Consult patient’s physician to prevent drug interaction
Non-surgical therapy:
◦ Improve oral hygiene
◦ Debridement with hand instruments (to limit aerosols)
◦ 0.12% Chlorhexidine pre/post-treatment rinse
Antibiotics:
◦ Metronidazole 250 mg 4X daily for 7-10 days
◦ Antifungal therapy if indicated
Surgical correction may be indicated
What are the clinical characertistics of necrotizing stomatitis?
- An extension of the infection of NP to involve interradicular, interseptal, and crestal bone
- May be considered as a localized severe osteomyelitis
- Occurs with other opportunistic infections
- Seen in less than 5% of AIDS cases
- Seen when CD4 count is below 50 cells/mm3
- Seen as NP with areas of exposed necrotic alveolar bone
Necrotizing periodontitis is seen when CD4 count is below _____ cells/mm3
200
What are the clinical signs and symptoms of necrotizing stomatitis?

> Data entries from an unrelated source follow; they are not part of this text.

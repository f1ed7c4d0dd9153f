//! Per-record transformation from raw Slack export fields to a
//! [`ParsedMessage`].
//!
//! Covers the text pipeline (URL un-escaping, HTML entity un-escaping,
//! Slack→Discord markdown fixes), the timestamp/name header, display-name
//! resolution against a previously loaded user directory, and extraction
//! of link previews and attached files.
//!
//! Anything malformed inside one record is logged and skipped; the record
//! is still processed for its remaining fields. Transformation never fails.

use std::collections::HashMap;
use std::fs;
use std::path::Path;
use std::sync::LazyLock;

use regex::Regex;
use serde::Deserialize;
use tracing::{debug, info, warn};

use crate::error::{Result, SlackportError};
use crate::model::{format_epoch_secs, AttachedFile, Link, ParsedMessage, Timestamp};

/// Name used when no display name can be resolved for a message author.
pub const UNKNOWN_NAME: &str = "???";

// Slack uses *one* asterisk for bold and ~one~ tilde for strikethrough;
// Discord wants two of each. Single greedy pass, best effort on nested or
// adjacent spans.
static SLACK_BOLD_RE: LazyLock<Regex> =
    LazyLock::new(|| Regex::new(r"(\*)(\S+|\S.*\S)(\*)").expect("bold regex"));
static SLACK_STRIKETHROUGH_RE: LazyLock<Regex> =
    LazyLock::new(|| Regex::new(r"(~)(\S+|\S.*\S)(~)").expect("strikethrough regex"));

// ============================================================================
// Raw export records
// ============================================================================

/// One record from a Slack export day file, as serialized JSON.
///
/// Only the fields this importer reads are declared; everything else in
/// the record is ignored.
#[derive(Debug, Clone, Deserialize, Default)]
pub struct ExportRecord {
    /// Record type; only `"message"` records are imported
    #[serde(rename = "type")]
    pub kind: Option<String>,
    /// Message timestamp, e.g. `"1693347600.000100"`
    pub ts: Option<String>,
    /// Slack user id of the sender
    pub user: Option<String>,
    /// Per-message profile snapshot
    pub user_profile: Option<UserProfile>,
    /// Message body text
    pub text: Option<String>,
    /// Rich-link attachment records
    pub attachments: Option<Vec<AttachmentRecord>>,
    /// Attached file records
    pub files: Option<Vec<FileRecord>>,
    /// Present (possibly empty) iff this message is the root of a thread
    pub replies: Option<Vec<ReplyStub>>,
    /// Timestamp of the thread root this message replies to
    pub thread_ts: Option<String>,
}

/// The profile snapshot embedded in a message record.
#[derive(Debug, Clone, Deserialize, Default)]
pub struct UserProfile {
    /// User-chosen display name, may be empty
    pub display_name: Option<String>,
    /// Full name, may be empty
    pub real_name: Option<String>,
}

/// A reply stub inside a thread root's `replies` list.
///
/// Only the presence of the list matters for thread reconstruction; the
/// stubs themselves are not used.
#[derive(Debug, Clone, Deserialize, Default)]
pub struct ReplyStub {
    /// Replying user id
    pub user: Option<String>,
    /// Reply timestamp
    pub ts: Option<String>,
}

/// One Slack attachment record (a rich-link preview).
#[derive(Debug, Clone, Deserialize, Default)]
pub struct AttachmentRecord {
    /// Link title
    pub title: Option<String>,
    /// Target URL of the title
    pub title_link: Option<String>,
    /// Description text
    pub text: Option<String>,
    /// Source service name
    pub service_name: Option<String>,
    /// Source service icon URL
    pub service_icon: Option<String>,
    /// Image URL
    pub image_url: Option<String>,
    /// Thumbnail URL
    pub thumb_url: Option<String>,
    /// `"tombstone"` if the attachment was deleted from Slack
    pub mode: Option<String>,
}

/// One Slack file record.
#[derive(Debug, Clone, Deserialize, Default)]
pub struct FileRecord {
    /// Slack file id
    pub id: Option<String>,
    /// Display name
    pub name: Option<String>,
    /// Download URL
    pub url_private: Option<String>,
    /// `"tombstone"` if the file was deleted from Slack
    pub mode: Option<String>,
    /// Deletion time in epoch seconds, for tombstones
    pub date_deleted: Option<i64>,
}

// ============================================================================
// Text pipeline
// ============================================================================

/// Undoes the Slack export's escaping of slashes in URLs (`\/` → `/`).
pub fn unescape_url(url: &str) -> String {
    url.replace("\\/", "/")
}

/// Undoes the Slack export's HTML entity escaping.
///
/// The export encodes exactly three control characters: ampersand
/// (`&amp;`), less-than (`&lt;`), and greater-than (`&gt;`). The
/// ampersand is decoded first, matching the order Slack documents.
pub fn unescape_text(text: &str) -> String {
    text.replace("&amp;", "&")
        .replace("&lt;", "<")
        .replace("&gt;", ">")
}

/// Rewrites Slack's single-delimiter bold and strikethrough markers to the
/// double-delimiter form Discord renders.
///
/// `*bold*` → `**bold**`, `~gone~` → `~~gone~~`. This is a best-effort
/// single-pass substitution; behavior on nested or unbalanced delimiters
/// is whatever the greedy pattern produces.
pub fn fix_markdown(text: &str) -> String {
    let bold_fixed = SLACK_BOLD_RE.replace_all(text, "${1}*${2}*${3}");
    SLACK_STRIKETHROUGH_RE
        .replace_all(&bold_fixed, "${1}~${2}~${3}")
        .into_owned()
}

/// Formats a message body with its timestamp/name header.
///
/// The header is `` `<local time>` **<name>** `` followed by the body,
/// separated by a newline when the body spans multiple lines and a single
/// space otherwise. When no name is given the name segment is omitted
/// entirely.
pub fn format_message(ts: Timestamp, name: Option<&str>, body: &str) -> String {
    let sep = if body.contains('\n') { "\n" } else { " " };
    match name {
        Some(name) => format!("`{}` **{}**{}{}", ts.format_local(), name, sep, body),
        None => format!("`{}`{}{}", ts.format_local(), sep, body),
    }
}

// ============================================================================
// User directory
// ============================================================================

/// Slack user id → display name, loaded from a `users.json` export file.
#[derive(Debug, Clone, Default)]
pub struct UserDirectory {
    users: HashMap<String, String>,
}

#[derive(Debug, Deserialize)]
struct UserRecord {
    id: Option<String>,
    name: Option<String>,
    real_name: Option<String>,
}

impl UserDirectory {
    /// An empty directory; name resolution falls back to per-message data.
    pub fn empty() -> Self {
        Self::default()
    }

    /// Loads a `users.json` file.
    ///
    /// Entries missing an id or any name are skipped with a warning;
    /// duplicate ids keep the first occurrence. An unreadable or
    /// malformed file is fatal.
    pub fn load(path: &Path) -> Result<Self> {
        info!(path = %path.display(), "parsing user information");
        let content = fs::read_to_string(path)?;
        let records: Vec<UserRecord> = serde_json::from_str(&content)
            .map_err(|e| SlackportError::export_parse(e, Some(path.to_path_buf())))?;

        let mut users = HashMap::new();
        for record in records {
            let Some(id) = record.id else {
                warn!("user in Slack users file is missing id, ignoring");
                continue;
            };
            if users.contains_key(&id) {
                warn!(user_id = %id, "duplicate Slack user id, ignoring repeated instance");
                continue;
            }
            let name = match (record.name, record.real_name) {
                (Some(name), _) if !name.is_empty() => name,
                (_, Some(real_name)) if !real_name.is_empty() => real_name,
                _ => {
                    warn!(user_id = %id, "unable to find name for user id");
                    continue;
                }
            };
            debug!(user_id = %id, name = %name, "user name registered");
            users.insert(id, name);
        }

        info!(count = users.len(), "users successfully parsed");
        Ok(Self { users })
    }

    /// Looks up a display name by Slack user id.
    pub fn get(&self, id: &str) -> Option<&str> {
        self.users.get(id).map(String::as_str)
    }

    /// Number of known users.
    pub fn len(&self) -> usize {
        self.users.len()
    }

    /// Returns `true` if the directory has no entries.
    pub fn is_empty(&self) -> bool {
        self.users.is_empty()
    }

    #[cfg(test)]
    pub(crate) fn from_pairs(pairs: &[(&str, &str)]) -> Self {
        Self {
            users: pairs
                .iter()
                .map(|(k, v)| ((*k).to_string(), (*v).to_string()))
                .collect(),
        }
    }
}

// ============================================================================
// Transformer
// ============================================================================

/// Turns raw export records into [`ParsedMessage`]s.
pub struct MessageTransformer {
    users: UserDirectory,
}

impl MessageTransformer {
    /// Creates a transformer resolving names against the given directory.
    pub fn new(users: UserDirectory) -> Self {
        Self { users }
    }

    /// Resolves the display name for a record.
    ///
    /// Resolution order: user directory → embedded display name →
    /// embedded full name → sender id with its leading `U` stripped →
    /// [`UNKNOWN_NAME`]. Never fails.
    pub fn display_name(&self, record: &ExportRecord, ts: Timestamp, filename: &Path) -> String {
        if let Some(id) = &record.user {
            if let Some(name) = self.users.get(id) {
                return name.to_string();
            }
        }

        if let Some(profile) = &record.user_profile {
            if let Some(display_name) = profile.display_name.as_deref() {
                if !display_name.is_empty() {
                    return display_name.to_string();
                }
            }
            if let Some(real_name) = profile.real_name.as_deref() {
                if !real_name.is_empty() {
                    return real_name.to_string();
                }
            }
        }

        if let Some(id) = &record.user {
            return match id.strip_prefix('U') {
                Some(stripped) => stripped.to_string(),
                None => id.clone(),
            };
        }

        warn!(
            timestamp = %ts,
            file = %filename.display(),
            "unable to find a user to display for message"
        );
        UNKNOWN_NAME.to_string()
    }

    /// Transforms one record into a [`ParsedMessage`].
    ///
    /// The caller has already checked the record type and extracted `ts`.
    pub fn transform(&self, record: &ExportRecord, ts: Timestamp, filename: &Path) -> ParsedMessage {
        let name = self.display_name(record, ts, filename);
        let body = fix_markdown(&unescape_text(&unescape_url(
            record.text.as_deref().unwrap_or(""),
        )));
        let mut message = ParsedMessage::new(format_message(ts, Some(&name), &body));

        if let Some(attachments) = &record.attachments {
            for attachment in attachments {
                add_link(&mut message, attachment);
            }
        }

        if let Some(files) = &record.files {
            for file in files {
                add_file(&mut message, file);
            }
        }

        message
    }
}

fn add_link(message: &mut ParsedMessage, attachment: &AttachmentRecord) {
    if attachment.mode.as_deref() == Some("tombstone") {
        warn!("attached link was deleted from Slack, ignoring");
        return;
    }

    let link = Link {
        title: attachment.title.clone(),
        title_link: attachment.title_link.as_deref().map(unescape_url),
        text: attachment.text.clone(),
        service_name: attachment.service_name.clone(),
        service_icon: attachment.service_icon.as_deref().map(unescape_url),
        image_url: attachment.image_url.as_deref().map(unescape_url),
        thumb_url: attachment.thumb_url.as_deref().map(unescape_url),
    };

    info!(url = link.title_link.as_deref().unwrap_or("<none>"), "link added to parsed message");
    message.push_link(link);
}

fn add_file(message: &mut ParsedMessage, file: &FileRecord) {
    if file.mode.as_deref() == Some("tombstone") {
        // File was deleted from Slack; log it, don't mention it in the import.
        match file.date_deleted {
            Some(deleted) => warn!(
                deleted_at = %format_epoch_secs(deleted),
                "attached file was deleted, ignoring"
            ),
            None => warn!("attached file was deleted, ignoring"),
        }
        return;
    }

    let (Some(id), Some(name), Some(url)) = (&file.id, &file.name, &file.url_private) else {
        warn!("attached file record is missing id, name, or url, skipping");
        return;
    };

    info!(name = %name, "file added to parsed message");
    message.push_file(AttachedFile::new(id, name, unescape_url(url)));
}

// ============================================================================
// Tests
// ============================================================================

◦ Necrosis and ulceration of the gingiva extending into the alveolar mucosa rapidly
◦ Exposure of necrotic bone with extension into osteomyelitis
◦ Tooth mobility
◦ Lymphadenopathy
◦ Fever
◦ Bacteremia, Septicemia
Necrotizing stomatitis is een when CD4 count is below ____ cells/mm3
50
What is the microbiology of necrotizing stomatitis?
◦ Candida albicans
◦ Mixed gram negative anaerobic infection
◦ Miscellaneous enteric bacteria
What are the differential diagnoses for necrotizing stomatitis?
- Severe or Grade C Periodontitis
- Uncontrolled/undiagnosed diabetes
- ONJ (Osteonecrosis of the Jaw)
- Severe immune suppression (Chemotherapy or leukemia)

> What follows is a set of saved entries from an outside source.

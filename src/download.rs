//! Downloads files attached to Slack messages.
//!
//! Slack's `url_private` links die with the workspace, so every attached
//! file is fetched into a local downloads directory before delivery
//! begins; the attach-files calls need a readable local path. Downloads
//! are sequential and resumable: a local file whose size matches the
//! remote `Content-Length` is not fetched again.
//!
//! A not-found response can be tolerated (the file is flagged and later
//! excluded from uploads) — files deleted from Slack after the export was
//! taken produce exactly this. Any other HTTP failure is an error.

use std::path::{Path, PathBuf};
use std::time::{SystemTime, UNIX_EPOCH};

use reqwest::{Client, StatusCode};
use tokio::fs;
use tracing::{debug, error, info, warn};

use crate::error::{Result, SlackportError};
use crate::model::ParsedExport;

/// Fetches attached files ahead of delivery.
#[derive(Debug)]
pub struct FileFetcher {
    http: Client,
    downloads_dir: PathBuf,
    ignore_not_found: bool,
}

impl FileFetcher {
    /// Creates a fetcher writing into `downloads_dir`.
    ///
    /// Without an explicit directory a fresh `downloads/<unix-secs>` is
    /// used, so repeated runs don't mix their files. The directory is
    /// only created once there is something to download.
    pub fn new(downloads_dir: Option<PathBuf>, ignore_not_found: bool) -> Result<Self> {
        let downloads_dir = match downloads_dir {
            Some(dir) => dir,
            None => {
                // second-level accuracy; two runs within the same second
                // are not a realistic case
                let stamp = SystemTime::now()
                    .duration_since(UNIX_EPOCH)
                    .map(|d| d.as_secs())
                    .unwrap_or(0);
                PathBuf::from("downloads").join(stamp.to_string())
            }
        };

        if downloads_dir.exists() && !downloads_dir.is_dir() {
            return Err(SlackportError::config(format!(
                "downloads dir already exists but is not a directory: {}",
                downloads_dir.display()
            )));
        }

        info!(
            dir = %downloads_dir.display(),
            "downloaded files from Slack (if any) will be placed here"
        );

        Ok(Self {
            http: Client::new(),
            downloads_dir,
            ignore_not_found,
        })
    }

    /// The directory downloads land in.
    pub fn downloads_dir(&self) -> &Path {
        &self.downloads_dir
    }

    /// Downloads every attached file in the export, filling in local
    /// paths (and not-found flags) on the [`ParsedExport`] in place.
    ///
    /// Must complete before the delivery pipeline starts.
    pub async fn fetch_all(&self, export: &mut ParsedExport) -> Result<()> {
        let total = export.file_count();
        if total == 0 {
            info!("there are no files to download");
            return Ok(());
        }

        info!(
            count = total,
            dir = %self.downloads_dir.display(),
            "downloading files attached to Slack messages"
        );
        fs::create_dir_all(&self.downloads_dir).await?;

        let mut success = 0usize;
        let mut not_found = 0usize;
        let mut skipped = 0usize;

        for file in export.files_mut() {
            // name the local file by id, not display name, to dodge
            // filename collisions across messages
            let local = self.downloads_dir.join(&file.id);
            file.local_path = Some(local.clone());

            if local.is_file() {
                let local_size = fs::metadata(&local).await.map(|m| m.len()).ok();
                let remote_size = self.remote_size(&file.url).await;
                if let (Some(local_size), Some(remote_size)) = (local_size, remote_size) {
                    if local_size == remote_size {
                        debug!(
                            url = %file.url,
                            size = local_size,
                            path = %local.display(),
                            "skipping download covered by existing local file"
                        );
                        skipped += 1;
                        continue;
                    }
                }
            }

            if self.fetch_one(&file.url, &local).await? {
                success += 1;
            } else {
                file.not_found = true;
                not_found += 1;
            }
        }

        info!(count = success, dir = %self.downloads_dir.display(), "files downloaded");
        info!(count = skipped, "files skipped that already existed locally");
        if not_found > 0 {
            warn!(count = not_found, "files not found were ignored");
        }
        Ok(())
    }

    /// Size of a remote file via a `Content-Length` HEAD probe, if the
    /// server will say.
    async fn remote_size(&self, url: &str) -> Option<u64> {
        let response = self.http.head(url).send().await.ok()?;
        if !response.status().is_success() {
            warn!(url = %url, "unable to get size of remote URL (HTTP response not OK)");
            return None;
        }
        let size = response.content_length();
        if size.is_none() {
            warn!(url = %url, "unable to get size of remote URL (missing Content-Length)");
        }
        size
    }

    /// Fetches one URL into a local file.
    ///
    /// Returns `Ok(true)` on success and `Ok(false)` for a tolerated
    /// not-found; every other HTTP problem is an error.
    async fn fetch_one(&self, url: &str, filename: &Path) -> Result<bool> {
        debug!(url = %url, file = %filename.display(), "downloading");
        if filename.exists() {
            warn!(file = %filename.display(), "local file already exists, will overwrite");
        }

        let response = self.http.get(url).send().await?;
        let status = response.status();

        if status == StatusCode::NOT_FOUND {
            if self.ignore_not_found {
                warn!(url = %url, "not found error returned while fetching, ignoring");
                return Ok(false);
            }
            error!(
                url = %url,
                "not found error returned while fetching; all of these can be ignored with --ignore-file-not-found"
            );
            info!(
                dir = %self.downloads_dir.display(),
                "to resume re-using already downloaded files, pass --downloads-dir with this directory"
            );
            return Err(SlackportError::download(url, status.as_u16()));
        }

        if !status.is_success() {
            return Err(SlackportError::download(url, status.as_u16()));
        }

        let bytes = response.bytes().await?;
        fs::write(filename, &bytes).await?;
        Ok(true)
    }
}

// ============================================================================
// Tests
// ============================================================================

What is the treatment for necrotizing stomatitis?
Consult patient’s physician to prevent drug interaction
Non-surgical therapy:
◦ Debridement with hand instruments
◦ 0.12% Chlorhexidine pre/post-treatment rinse
Antibiotics:
◦ Metronidazole 250 mg 4X daily for 7-10 days
◦ Antifungal therapy if indicated
Surgical correction may be indicated
What are the clinical characteristics of cancrum oris (noma)?
◦ A rapidly progressive, often gangrenous, infection from the mouth to the face
◦ Preceded by NG, NP, and NS
◦ Seen in impoverished and malnourished children (2-6 year olds) mostly in the poorest countries of Africa, Asia, and South America
◦ HIV infected individuals in some regions are affected (but not in other regions)
What is the treatment for cancrum oris (noma)?
◦ Consult patient’s physician to prevent drug interaction
◦ Admit patient to hospital for IV antibiotics, fluids, nutritional supplementation, and supportive medical care. (Physician)
◦ Non-surgical therapy is done after patient’s general condition is stable.